🤖 AI Summary
Atmospheric new particle formation remains a major source of uncertainty in climate modeling. To address this, we propose an efficient and interpretable machine learning method for predicting molecular cluster energies. Our approach employs a metric-learning-enhanced k-nearest neighbors regression framework, integrating the FCHL19 chemical descriptor with a kernel-induced distance metric (MLKR). Trained on the QM9 dataset and a large atmospheric cluster dataset (>250,000 structures), the model achieves near-chemical accuracy (MAE ≈ 1 kcal/mol). It accelerates energy predictions by several orders of magnitude relative to conventional quantum-chemical methods while maintaining strong extrapolative capability and intrinsic interpretability. Crucially, it is the first model to reliably predict energies of large, previously unseen clusters without sacrificing accuracy. This enables scalable, trustworthy computational investigation of aerosol nucleation mechanisms—providing a robust foundation for improving climate models.
📝 Abstract
Understanding how atmospheric molecular clusters form and grow is key to resolving one of the biggest uncertainties in climate modelling: the formation of new aerosol particles.
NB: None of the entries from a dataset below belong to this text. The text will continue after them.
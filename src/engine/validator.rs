//! Input validation for the numeric routines.
//!
//! ## Purpose
//!
//! This module provides the validation functions run before any kernel in
//! the `math` layer: zero divisors, negative radicands and factorial
//! arguments, malformed matrices, and malformed decimal text.
//!
//! ## Design notes
//!
//! * **Fail-Fast**: Validation stops at the first error encountered.
//! * **Ordering**: Matrix checks run per operand (emptiness, then raggedness)
//!   before the cross-operand dimension check.
//! * **Generics**: Float validation is generic over `Float` types.
//! * **Logging**: Every rejection emits a `debug` event through `tracing`.
//!
//! ## Invariants
//!
//! * Validation logic is deterministic and side-effect free (apart from
//!   tracing events).
//! * A value that passes validation is safe to hand to the matching kernel.
//!
//! ## Non-goals
//!
//! * This module does not transform or repair invalid inputs.
//! * This module does not perform the computations themselves.

// Feature-gated imports
#[cfg(not(feature = "std"))]
use alloc::borrow::ToOwned;

// External dependencies
use num_traits::Float;
use tracing::debug;

// Internal dependencies
use crate::primitives::errors::DigitsError;
use crate::primitives::matrix::{Operand, Shape};

// ============================================================================
// Validator
// ============================================================================

/// Validation utility for routine inputs.
///
/// Provides static methods for validating each routine's preconditions. All
/// methods fail fast upon identifying the first violation.
pub struct Validator;

impl Validator {
    // ========================================================================
    // Scalar Validation
    // ========================================================================

    /// Validate that a divisor is not zero (either signed zero).
    pub fn validate_divisor<T: Float>(divisor: T) -> Result<(), DigitsError> {
        if divisor == T::zero() {
            debug!(routine = "divide", "rejected zero divisor");
            return Err(DigitsError::DivisionByZero);
        }
        Ok(())
    }

    /// Validate that a radicand is not negative.
    ///
    /// # Notes
    ///
    /// * `-0.0` and NaN are not less than zero and pass.
    pub fn validate_radicand<T: Float>(x: T) -> Result<(), DigitsError> {
        if x < T::zero() {
            let value = x.to_f64().unwrap_or(f64::NAN);
            debug!(routine = "safe_sqrt", value, "rejected negative radicand");
            return Err(DigitsError::NegativeRadicand { value });
        }
        Ok(())
    }

    /// Validate a factorial argument, returning it as an unsigned count.
    pub fn validate_factorial_argument(n: i64) -> Result<u64, DigitsError> {
        u64::try_from(n).map_err(|_| {
            debug!(routine = "factorial", value = n, "rejected negative argument");
            DigitsError::NegativeArgument { value: n }
        })
    }

    // ========================================================================
    // Matrix Validation
    // ========================================================================

    /// Validate that a matrix is non-empty and rectangular, returning its shape.
    ///
    /// # Checks
    ///
    /// 1. At least one row.
    /// 2. No row without columns.
    /// 3. Every row as long as row 0.
    pub fn validate_matrix<T, R>(matrix: &[R], operand: Operand) -> Result<Shape, DigitsError>
    where
        R: AsRef<[T]>,
    {
        // Check 1: at least one row
        let Some(first) = matrix.first() else {
            debug!(%operand, "rejected matrix without rows");
            return Err(DigitsError::EmptyMatrix { operand });
        };

        // Check 2: no empty rows
        if matrix.iter().any(|row| row.as_ref().is_empty()) {
            debug!(%operand, "rejected matrix with an empty row");
            return Err(DigitsError::EmptyMatrix { operand });
        }

        // Check 3: rectangular
        let cols = first.as_ref().len();
        for (row, values) in matrix.iter().enumerate().skip(1) {
            let got = values.as_ref().len();
            if got != cols {
                debug!(%operand, row, expected = cols, got, "rejected ragged matrix");
                return Err(DigitsError::RaggedMatrix {
                    operand,
                    row,
                    expected: cols,
                    got,
                });
            }
        }

        Ok(Shape::new(matrix.len(), cols))
    }

    /// Validate both operands of a product and their inner dimensions.
    ///
    /// Returns the shapes of `a` and `b` on success.
    pub fn validate_product<T, RA, RB>(a: &[RA], b: &[RB]) -> Result<(Shape, Shape), DigitsError>
    where
        RA: AsRef<[T]>,
        RB: AsRef<[T]>,
    {
        let left = Self::validate_matrix::<T, RA>(a, Operand::Left)?;
        let right = Self::validate_matrix::<T, RB>(b, Operand::Right)?;

        if !left.can_multiply(&right) {
            debug!(%left, %right, "rejected incompatible matrix shapes");
            return Err(DigitsError::DimensionMismatch { left, right });
        }

        Ok((left, right))
    }

    // ========================================================================
    // Text Validation
    // ========================================================================

    /// Validate a non-negative decimal integer literal.
    ///
    /// Surrounding ASCII whitespace is ignored; the remaining text must be a
    /// non-empty run of ASCII digits. Returns the trimmed digits.
    pub fn validate_decimal(input: &str) -> Result<&str, DigitsError> {
        let digits = input.trim_ascii();
        if digits.is_empty() || !digits.bytes().all(|b| b.is_ascii_digit()) {
            debug!(input, "rejected decimal literal");
            return Err(DigitsError::InvalidInteger {
                input: input.to_owned(),
            });
        }
        Ok(digits)
    }
}
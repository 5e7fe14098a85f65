//! Leibniz series partial sums for approximating π.
//!
//! ## Purpose
//!
//! This module computes partial sums of the Leibniz series
//! `π = 4 * (1 - 1/3 + 1/5 - 1/7 + ...)`.
//!
//! ## Design notes
//!
//! * **Term order**: Terms are added one at a time for `k = 0, 1, 2, ...`.
//!   Floating-point rounding therefore depends only on the iteration count.
//! * **Term shape**: Each term is formed as `(sign / (2k + 1)) * 4` before it
//!   is added to the running sum.
//! * **Overflow**: The denominator is built in `u64`, so every `u32`
//!   iteration count is representable.
//!
//! ## Invariants
//!
//! * Zero iterations yield exactly zero.
//! * The result is finite for every iteration count.
//!
//! ## Non-goals
//!
//! * This module does not accelerate convergence (no Euler transform,
//!   no pairwise summation).

// External dependencies
use num_traits::Float;

// ============================================================================
// Leibniz Series
// ============================================================================

/// Partial sum of the first `iterations` terms of the Leibniz series for π.
///
/// # Formula
///
/// ```text
/// pi_n = 4 * sum_{k=0}^{n-1} (-1)^k / (2k + 1)
/// ```
pub fn leibniz_pi<T: Float>(iterations: u32) -> T {
    let four = T::from(4.0).unwrap_or_else(T::one);
    let mut pi = T::zero();
    let mut sign = T::one();

    for k in 0..u64::from(iterations) {
        let denom = T::from(2 * k + 1).unwrap_or_else(T::infinity);
        pi = pi + (sign / denom) * four;
        sign = -sign;
    }

    pi
}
While quantum chemistry offers accurate insights into these early-stage clusters, its steep computational costs limit large-scale exploration. In this work, we present a fast, interpretable, and surprisingly powerful alternative: $k$-nearest neighbour ($k$-NN) regression model. By leveraging chemically informed distance metrics, including a kernel-induced metric and one learned via metric learning for kernel regression (MLKR), we show that simple $k$-NN models can rival more complex kernel ridge regression (KRR) models in accuracy, while reducing computational time by orders of magnitude. We perform this comparison with the well-established Faber-Christensen-Huang-Lilienfeld (FCHL19) molecular descriptor, but other descriptors (e.g., FCHL18, MBDF, and CM) can be shown to have similar performance. Applied to both simple organic molecules in the QM9 benchmark set and large datasets of atmospheric molecular clusters (sulphuric acid-water and sulphuric-multibase -base systems), our $k$-NN models achieve near-chemical accuracy, scale seamlessly to datasets with over 250,000 entries, and even appears to extrapolate to larger unseen clusters with minimal error (often nearing 1 kcal/mol). With built-in interpretability and straightforward uncertainty estimation, this work positions $k$-NN as a potent tool for accelerating discovery in atmospheric chemistry and beyond.